**Problem statement**
What is needed is an exact copy of the data that follows.
──────────────────────────────
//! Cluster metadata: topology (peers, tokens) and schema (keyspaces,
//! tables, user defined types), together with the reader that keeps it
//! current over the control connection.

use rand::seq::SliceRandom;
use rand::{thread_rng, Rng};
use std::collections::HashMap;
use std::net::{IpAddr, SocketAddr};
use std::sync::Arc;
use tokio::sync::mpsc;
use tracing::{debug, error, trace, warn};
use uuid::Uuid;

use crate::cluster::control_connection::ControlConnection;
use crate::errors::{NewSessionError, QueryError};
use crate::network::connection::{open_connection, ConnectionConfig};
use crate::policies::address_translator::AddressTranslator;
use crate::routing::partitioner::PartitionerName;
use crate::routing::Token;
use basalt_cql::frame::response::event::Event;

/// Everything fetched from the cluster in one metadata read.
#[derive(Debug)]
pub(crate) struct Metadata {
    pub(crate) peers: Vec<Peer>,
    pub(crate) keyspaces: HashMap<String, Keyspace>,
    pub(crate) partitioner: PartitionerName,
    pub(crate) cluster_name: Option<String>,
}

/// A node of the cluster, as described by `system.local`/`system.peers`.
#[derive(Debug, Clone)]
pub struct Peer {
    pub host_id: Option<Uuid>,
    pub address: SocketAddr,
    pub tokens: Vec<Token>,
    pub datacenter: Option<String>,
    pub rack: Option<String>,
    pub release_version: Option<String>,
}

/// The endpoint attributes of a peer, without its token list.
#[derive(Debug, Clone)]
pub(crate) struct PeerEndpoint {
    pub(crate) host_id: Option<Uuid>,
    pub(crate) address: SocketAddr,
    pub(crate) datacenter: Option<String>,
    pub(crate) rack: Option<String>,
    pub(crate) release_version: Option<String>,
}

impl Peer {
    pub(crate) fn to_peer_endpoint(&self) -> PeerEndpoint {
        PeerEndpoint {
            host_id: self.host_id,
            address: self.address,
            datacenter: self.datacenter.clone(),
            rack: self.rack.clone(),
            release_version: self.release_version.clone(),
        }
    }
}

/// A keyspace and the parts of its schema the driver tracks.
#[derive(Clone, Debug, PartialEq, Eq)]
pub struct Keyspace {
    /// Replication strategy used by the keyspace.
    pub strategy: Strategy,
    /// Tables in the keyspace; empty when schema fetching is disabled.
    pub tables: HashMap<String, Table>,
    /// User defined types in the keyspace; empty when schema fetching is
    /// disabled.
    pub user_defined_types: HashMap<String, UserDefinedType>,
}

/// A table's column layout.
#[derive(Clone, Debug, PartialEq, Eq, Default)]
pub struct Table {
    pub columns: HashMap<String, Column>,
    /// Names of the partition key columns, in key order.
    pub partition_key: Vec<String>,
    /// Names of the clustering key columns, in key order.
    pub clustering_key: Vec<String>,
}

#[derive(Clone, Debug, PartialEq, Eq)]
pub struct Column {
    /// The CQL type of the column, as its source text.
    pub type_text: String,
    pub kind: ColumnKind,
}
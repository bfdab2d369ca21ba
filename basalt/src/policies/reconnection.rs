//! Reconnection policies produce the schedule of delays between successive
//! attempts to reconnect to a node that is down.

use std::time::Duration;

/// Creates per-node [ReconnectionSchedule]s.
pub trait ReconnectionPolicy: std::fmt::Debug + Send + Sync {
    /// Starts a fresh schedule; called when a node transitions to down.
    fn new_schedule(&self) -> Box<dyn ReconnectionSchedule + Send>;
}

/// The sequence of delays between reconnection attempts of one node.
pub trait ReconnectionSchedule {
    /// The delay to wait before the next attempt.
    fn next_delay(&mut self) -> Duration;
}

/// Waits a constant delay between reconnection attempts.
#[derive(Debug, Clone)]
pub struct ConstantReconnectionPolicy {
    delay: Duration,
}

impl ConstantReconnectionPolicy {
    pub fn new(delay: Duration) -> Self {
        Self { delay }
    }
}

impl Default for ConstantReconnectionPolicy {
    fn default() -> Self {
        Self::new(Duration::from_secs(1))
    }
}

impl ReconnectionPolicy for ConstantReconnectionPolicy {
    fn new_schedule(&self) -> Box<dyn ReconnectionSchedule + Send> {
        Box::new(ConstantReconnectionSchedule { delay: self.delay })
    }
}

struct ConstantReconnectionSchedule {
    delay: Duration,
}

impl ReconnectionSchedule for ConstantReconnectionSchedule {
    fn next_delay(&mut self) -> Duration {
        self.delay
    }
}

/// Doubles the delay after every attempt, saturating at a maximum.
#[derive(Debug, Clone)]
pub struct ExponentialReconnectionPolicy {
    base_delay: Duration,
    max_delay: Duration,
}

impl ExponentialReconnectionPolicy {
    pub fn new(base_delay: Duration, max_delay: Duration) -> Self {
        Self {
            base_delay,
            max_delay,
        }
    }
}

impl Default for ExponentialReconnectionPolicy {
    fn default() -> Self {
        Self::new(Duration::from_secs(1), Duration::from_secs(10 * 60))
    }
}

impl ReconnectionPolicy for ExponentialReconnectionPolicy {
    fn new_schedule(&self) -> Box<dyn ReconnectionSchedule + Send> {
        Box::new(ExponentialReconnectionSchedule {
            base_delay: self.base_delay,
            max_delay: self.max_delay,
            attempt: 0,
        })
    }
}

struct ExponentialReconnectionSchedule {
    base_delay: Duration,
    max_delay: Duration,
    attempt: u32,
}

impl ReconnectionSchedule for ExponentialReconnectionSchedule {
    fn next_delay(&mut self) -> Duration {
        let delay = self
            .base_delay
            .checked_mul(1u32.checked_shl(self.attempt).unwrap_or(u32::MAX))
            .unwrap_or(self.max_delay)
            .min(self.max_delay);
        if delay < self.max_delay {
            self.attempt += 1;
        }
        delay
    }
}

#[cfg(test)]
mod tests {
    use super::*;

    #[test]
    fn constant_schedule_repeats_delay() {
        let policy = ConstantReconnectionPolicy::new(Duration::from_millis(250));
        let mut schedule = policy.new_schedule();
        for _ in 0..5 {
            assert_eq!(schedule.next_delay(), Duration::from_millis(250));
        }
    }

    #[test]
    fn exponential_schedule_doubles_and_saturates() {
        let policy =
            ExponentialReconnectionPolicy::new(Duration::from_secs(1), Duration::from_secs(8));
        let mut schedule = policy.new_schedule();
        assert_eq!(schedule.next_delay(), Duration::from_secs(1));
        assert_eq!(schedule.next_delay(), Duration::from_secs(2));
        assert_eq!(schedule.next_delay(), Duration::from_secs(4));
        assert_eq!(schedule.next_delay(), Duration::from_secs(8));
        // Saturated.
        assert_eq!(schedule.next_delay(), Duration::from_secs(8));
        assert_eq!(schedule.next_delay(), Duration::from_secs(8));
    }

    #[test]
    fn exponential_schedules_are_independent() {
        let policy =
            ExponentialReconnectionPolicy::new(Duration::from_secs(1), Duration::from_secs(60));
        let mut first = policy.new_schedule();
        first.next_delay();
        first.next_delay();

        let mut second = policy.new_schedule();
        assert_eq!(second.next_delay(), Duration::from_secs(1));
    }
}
──────────────────────────────
**Output of the task**
//! Cluster metadata: topology (peers, tokens) and schema (keyspaces,
//! tables, user defined types), together with the reader that keeps it
//! current over the control connection.

use rand::seq::SliceRandom;
use rand::{thread_rng, Rng};
use std::collections::HashMap;
use std::net::{IpAddr, SocketAddr};
use std::sync::Arc;
use tokio::sync::mpsc;
use tracing::{debug, error, trace, warn};
use uuid::Uuid;

use crate::cluster::control_connection::ControlConnection;
use crate::errors::{NewSessionError, QueryError};
use crate::network::connection::{open_connection, ConnectionConfig};
use crate::policies::address_translator::AddressTranslator;
use crate::routing::partitioner::PartitionerName;
use crate::routing::Token;
use basalt_cql::frame::response::event::Event;

/// Everything fetched from the cluster in one metadata read.
#[derive(Debug)]
pub(crate) struct Metadata {
    pub(crate) peers: Vec<Peer>,
    pub(crate) keyspaces: HashMap<String, Keyspace>,
    pub(crate) partitioner: PartitionerName,
    pub(crate) cluster_name: Option<String>,
}

/// A node of the cluster, as described by `system.local`/`system.peers`.
#[derive(Debug, Clone)]
pub struct Peer {
    pub host_id: Option<Uuid>,
    pub address: SocketAddr,
    pub tokens: Vec<Token>,
    pub datacenter: Option<String>,
    pub rack: Option<String>,
    pub release_version: Option<String>,
}

/// The endpoint attributes of a peer, without its token list.
#[derive(Debug, Clone)]
pub(crate) struct PeerEndpoint {
    pub(crate) host_id: Option<Uuid>,
    pub(crate) address: SocketAddr,
    pub(crate) datacenter: Option<String>,
    pub(crate) rack: Option<String>,
    pub(crate) release_version: Option<String>,
}

impl Peer {
    pub(crate) fn to_peer_endpoint(&self) -> PeerEndpoint {
        PeerEndpoint {
            host_id: self.host_id,
            address: self.address,
            datacenter: self.datacenter.clone(),
            rack: self.rack.clone(),
            release_version: self.release_version.clone(),
        }
    }
}

/// A keyspace and the parts of its schema the driver tracks.
#[derive(Clone, Debug, PartialEq, Eq)]
pub struct Keyspace {
    /// Replication strategy used by the keyspace.
    pub strategy: Strategy,
    /// Tables in the keyspace; empty when schema fetching is disabled.
    pub tables: HashMap<String, Table>,
    /// User defined types in the keyspace; empty when schema fetching is
    /// disabled.
    pub user_defined_types: HashMap<String, UserDefinedType>,
}

/// A table's column layout.
#[derive(Clone, Debug, PartialEq, Eq, Default)]
pub struct Table {
    pub columns: HashMap<String, Column>,
    /// Names of the partition key columns, in key order.
    pub partition_key: Vec<String>,
    /// Names of the clustering key columns, in key order.
    pub clustering_key: Vec<String>,
}

#[derive(Clone, Debug, PartialEq, Eq)]
pub struct Column {
    /// The CQL type of the column, as its source text.
    pub type_text: String,
    pub kind: ColumnKind,
}
repository bfdab2d369ca21ba
filename basalt/src/policies/reconnection.rs
//! Reconnection policies produce the schedule of delays between successive
//! attempts to reconnect to a node that is down.

use std::time::Duration;

/// Creates per-node [ReconnectionSchedule]s.
pub trait ReconnectionPolicy: std::fmt::Debug + Send + Sync {
    /// Starts a fresh schedule; called when a node transitions to down.
    fn new_schedule(&self) -> Box<dyn ReconnectionSchedule + Send>;
}

/// The sequence of delays between reconnection attempts of one node.
pub trait ReconnectionSchedule {
    /// The delay to wait before the next attempt.
    fn next_delay(&mut self) -> Duration;
}

/// Waits a constant delay between reconnection attempts.
#[derive(Debug, Clone)]
pub struct ConstantReconnectionPolicy {
    delay: Duration,
}

impl ConstantReconnectionPolicy {
    pub fn new(delay: Duration) -> Self {
        Self { delay }
    }
}

impl Default for ConstantReconnectionPolicy {
    fn default() -> Self {
        Self::new(Duration::from_secs(1))
    }
}

impl ReconnectionPolicy for ConstantReconnectionPolicy {
    fn new_schedule(&self) -> Box<dyn ReconnectionSchedule + Send> {
        Box::new(ConstantReconnectionSchedule { delay: self.delay })
    }
}

struct ConstantReconnectionSchedule {
    delay: Duration,
}

impl ReconnectionSchedule for ConstantReconnectionSchedule {
    fn next_delay(&mut self) -> Duration {
        self.delay
    }
}

/// Doubles the delay after every attempt, saturating at a maximum.
#[derive(Debug, Clone)]
pub struct ExponentialReconnectionPolicy {
    base_delay: Duration,
    max_delay: Duration,
}

impl ExponentialReconnectionPolicy {
    pub fn new(base_delay: Duration, max_delay: Duration) -> Self {
        Self {
            base_delay,
            max_delay,
        }
    }
}

impl Default for ExponentialReconnectionPolicy {
    fn default() -> Self {
        Self::new(Duration::from_secs(1), Duration::from_secs(10 * 60))
    }
}

impl ReconnectionPolicy for ExponentialReconnectionPolicy {
    fn new_schedule(&self) -> Box<dyn ReconnectionSchedule + Send> {
        Box::new(ExponentialReconnectionSchedule {
            base_delay: self.base_delay,
            max_delay: self.max_delay,
            attempt: 0,
        })
    }
}

struct ExponentialReconnectionSchedule {
    base_delay: Duration,
    max_delay: Duration,
    attempt: u32,
}

impl ReconnectionSchedule for ExponentialReconnectionSchedule {
    fn next_delay(&mut self) -> Duration {
        let delay = self
            .base_delay
            .checked_mul(1u32.checked_shl(self.attempt).unwrap_or(u32::MAX))
            .unwrap_or(self.max_delay)
            .min(self.max_delay);
        if delay < self.max_delay {
            self.attempt += 1;
        }
        delay
    }
}

#[cfg(test)]
mod tests {
    use super::*;

    #[test]
    fn constant_schedule_repeats_delay() {
        let policy = ConstantReconnectionPolicy::new(Duration::from_millis(250));
        let mut schedule = policy.new_schedule();
        for _ in 0..5 {
            assert_eq!(schedule.next_delay(), Duration::from_millis(250));
        }
    }

    #[test]
    fn exponential_schedule_doubles_and_saturates() {
        let policy =
            ExponentialReconnectionPolicy::new(Duration::from_secs(1), Duration::from_secs(8));
        let mut schedule = policy.new_schedule();
        assert_eq!(schedule.next_delay(), Duration::from_secs(1));
        assert_eq!(schedule.next_delay(), Duration::from_secs(2));
        assert_eq!(schedule.next_delay(), Duration::from_secs(4));
        assert_eq!(schedule.next_delay(), Duration::from_secs(8));
        // Saturated.
        assert_eq!(schedule.next_delay(), Duration::from_secs(8));
        assert_eq!(schedule.next_delay(), Duration::from_secs(8));
    }

    #[test]
    fn exponential_schedules_are_independent() {
        let policy =
            ExponentialReconnectionPolicy::new(Duration::from_secs(1), Duration::from_secs(60));
        let mut first = policy.new_schedule();
        first.next_delay();
        first.next_delay();

        let mut second = policy.new_schedule();
        assert_eq!(second.next_delay(), Duration::from_secs(1));
    }
}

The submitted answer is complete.